### Exercise brief
Look through the entries for the string "tests" and copy every line where it shows up.

════════

//! Pricing Module
//!
//! Pure order-price calculation; no database or clock access so the
//! arithmetic is trivially testable. All money math runs on `Decimal`
//! and crosses back to `f64` only at the storage boundary.

mod calculator;
pub mod money;

pub use calculator::*;
pub use money::round2;
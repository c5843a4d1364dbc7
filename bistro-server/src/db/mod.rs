//! Database Module
//!
//! Embedded SurrealDB (RocksDB engine). One namespace/database pair for the
//! whole service; repositories share the same handle.

pub mod models;
pub mod repository;

use crate::utils::AppError;
use surrealdb::Surreal;
use surrealdb::engine::local::{Db, RocksDb};

/// Database service — owns the embedded SurrealDB handle
#[derive(Clone)]
pub struct DbService {
    pub db: Surreal<Db>,
}

impl DbService {
    /// Open (or create) the on-disk database at `db_path`
    pub async fn new(db_path: &str) -> Result<Self, AppError> {
        let db: Surreal<Db> = Surreal::new::<RocksDb>(db_path)
            .await
            .map_err(|e| AppError::database(format!("Failed to open database: {e}")))?;
        db.use_ns("bistro")
            .use_db("bistro")
            .await
            .map_err(|e| AppError::database(format!("Failed to select namespace: {e}")))?;

        Self::define_indexes(&db).await?;

        tracing::info!(path = %db_path, "Database connection established (SurrealDB/RocksDB)");
        Ok(Self { db })
    }

    /// In-memory database for tests
    #[cfg(test)]
    pub async fn open_memory() -> Result<Self, AppError> {
        use surrealdb::engine::local::Mem;

        let db: Surreal<Db> = Surreal::new::<Mem>(())
            .await
            .map_err(|e| AppError::database(format!("Failed to open memory database: {e}")))?;
        db.use_ns("bistro")
            .use_db("bistro")
            .await
            .map_err(|e| AppError::database(format!("Failed to select namespace: {e}")))?;
        Self::define_indexes(&db).await?;
        Ok(Self { db })
    }

    async fn define_indexes(db: &Surreal<Db>) -> Result<(), AppError> {
        db.query(
            "DEFINE INDEX IF NOT EXISTS uniq_table_number \
             ON TABLE dining_table COLUMNS table_number UNIQUE; \
             DEFINE INDEX IF NOT EXISTS uniq_loyalty_user \
             ON TABLE loyalty COLUMNS user UNIQUE;",
        )
        .await
        .map_err(|e| AppError::database(format!("Failed to define indexes: {e}")))?;
        Ok(())
    }
}

#[cfg(test)]
mod tests {
    use super::*;
    use crate::db::models::MenuItem;
    use crate::db::repository::MenuItemRepository;

    #[tokio::test]
    async fn on_disk_database_survives_reopen() {
        let dir = tempfile::tempdir().unwrap();
        let path = dir.path().join("database");
        let path = path.to_string_lossy();

        let id = {
            let db = DbService::new(&path).await.unwrap();
            let repo = MenuItemRepository::new(db.db.clone());
            let item = repo
                .create(MenuItem {
                    id: None,
                    name: "Jollof".into(),
                    description: None,
                    price: 12.0,
                    category: "mains".into(),
                    is_available: true,
                    preparation_minutes: 10,
                })
                .await
                .unwrap();
            item.id.unwrap()
        };

        let db = DbService::new(&path).await.unwrap();
        let repo = MenuItemRepository::new(db.db.clone());
        let item = repo.find_by_id(&id).await.unwrap();
        assert_eq!(item.name, "Jollof");
    }
}
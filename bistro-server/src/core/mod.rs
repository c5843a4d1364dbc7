//! 核心模块 - 服务器配置、状态和生命周期
//!
//! # 模块结构
//!
//! - [`Config`] - 服务器配置 (含业务规则 [`config::Policy`])
//! - [`ServerState`] - 服务器状态
//! - [`Server`] - HTTP 服务器
//! - [`tasks`] - 后台任务 (桌台过期清扫)

pub mod config;
pub mod server;
pub mod state;
pub mod tasks;

pub use config::Config;
pub use server::Server;
pub use state::ServerState;
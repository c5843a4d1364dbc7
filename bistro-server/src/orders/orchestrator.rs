//! Order Orchestrator
//!
//! # Pipeline
//!
//! 1. Load the customer and resolve the effective VIP tier
//! 2. Validate items against the menu and snapshot prices
//! 3. Apply tier benefits (discount percentage, complimentary item)
//! 4. Quote the delivery (radius check, fee, ETA) for delivery orders
//! 5. Price the order and estimate cooking time
//! 6. Best-effort table hold for dine-in, with a calendar event
//! 7. Persist the order — the commit point
//! 8. Capture online payment (bounded by a timeout)
//! 9. Accrue loyalty points and re-evaluate VIP qualification
//! 10. Assign a rider (delivery) and send the confirmation SMS
//!
//! Failures before step 7 fail the request and persist nothing. After the
//! commit point only a payment failure surfaces as an error (the order
//! stays pending); every other side-effect failure is appended to the
//! order's diagnostics.

use crate::core::config::Policy;
use crate::db::models::{
    DeliveryType, MenuItem, Order, OrderLine, OrderStatus, PaymentMethod, PaymentStatus,
    TableReservationSnapshot, TableType, User, VipTier,
};
use crate::db::repository::{MenuItemRepository, OrderRepository, UserRepository};
use crate::dispatch::RiderDispatch;
use crate::geo::{DeliveryEstimator, DeliveryQuote};
use crate::loyalty::LoyaltyService;
use crate::pricing;
use crate::services::{
    CalendarSync, PaymentGateway, ReservationEvent, SmsSender, notification::templates,
};
use crate::tables::TableAllocator;
use crate::utils::{self, AppError, ErrorCode};
use std::sync::Arc;
use std::time::Duration;
use surrealdb::RecordId;

/// One requested line of a new order
#[derive(Debug, Clone)]
pub struct OrderItemInput {
    pub menu_item: RecordId,
    pub quantity: i64,
    pub special_instructions: Option<String>,
}

/// Domain-level request for creating an order
#[derive(Debug, Clone)]
pub struct CreateOrderInput {
    pub user_id: RecordId,
    pub items: Vec<OrderItemInput>,
    pub payment_method: PaymentMethod,
    pub delivery_type: DeliveryType,
    pub delivery_address: Option<String>,
    /// Required for VIP dine-in orders (table hold sizing)
    pub party_size: Option<i64>,
    pub notes: Option<String>,
}

#[derive(Clone)]
pub struct OrderOrchestrator {
    orders: OrderRepository,
    users: UserRepository,
    menu: MenuItemRepository,
    allocator: TableAllocator,
    estimator: DeliveryEstimator,
    dispatch: RiderDispatch,
    loyalty: LoyaltyService,
    payment: Arc<dyn PaymentGateway>,
    sms: Arc<dyn SmsSender>,
    calendar: Arc<dyn CalendarSync>,
    policy: Policy,
}
//! Repository Module
//!
//! Provides persistence operations for SurrealDB tables.
//!
//! # ID Convention
//!
//! 全栈统一使用 "table:id" 格式。Record *targets* (the document a statement
//! operates on) are bound as `RecordId`; stored *reference fields* are bound
//! and compared as their "table:id" string form, matching how the models
//! serialize them on write.

// Catalog / accounts
pub mod menu_item;
pub mod user;

// Orders
pub mod order;

// Tables
pub mod dining_table;

// Delivery
pub mod delivery;
pub mod rider;

// Loyalty
pub mod loyalty;

// Re-exports
pub use delivery::DeliveryRepository;
pub use dining_table::DiningTableRepository;
pub use loyalty::LoyaltyRepository;
pub use menu_item::MenuItemRepository;
pub use order::OrderRepository;
pub use rider::RiderRepository;
pub use user::UserRepository;

use surrealdb::Surreal;
use surrealdb::engine::local::Db;
use thiserror::Error;

/// Repository error types
#[derive(Debug, Error)]
pub enum RepoError {
    #[error("Not found: {0}")]
    NotFound(String),

    #[error("Duplicate: {0}")]
    Duplicate(String),

    #[error("Database error: {0}")]
    Database(String),

    #[error("Validation error: {0}")]
    Validation(String),
}

impl From<surrealdb::Error> for RepoError {
    fn from(err: surrealdb::Error) -> Self {
        RepoError::Database(err.to_string())
    }
}

impl From<RepoError> for crate::utils::AppError {
    fn from(err: RepoError) -> Self {
        use crate::utils::{AppError, ErrorCode};
        match err {
            RepoError::NotFound(msg) => AppError::with_message(ErrorCode::NotFound, msg),
            RepoError::Duplicate(msg) => AppError::with_message(ErrorCode::AlreadyExists, msg),
            RepoError::Validation(msg) => AppError::validation(msg),
            RepoError::Database(msg) => AppError::database(msg),
        }
    }
}

/// Result type for repository operations
pub type RepoResult<T> = Result<T, RepoError>;

/// Base repository with database reference
#[derive(Clone)]
pub struct BaseRepository {
    db: Surreal<Db>,
}

impl BaseRepository {
    pub fn new(db: Surreal<Db>) -> Self {
        Self { db }
    }

    pub fn db(&self) -> &Surreal<Db> {
        &self.db
    }

    /// Parse a "table:id" string into a RecordId
    pub fn parse_id(&self, id: &str) -> RepoResult<surrealdb::RecordId> {
        id.parse()
            .map_err(|_| RepoError::Validation(format!("Invalid ID: {}", id)))
    }
}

════════

### Response to this task
    /// In-memory database for tests
mod tests {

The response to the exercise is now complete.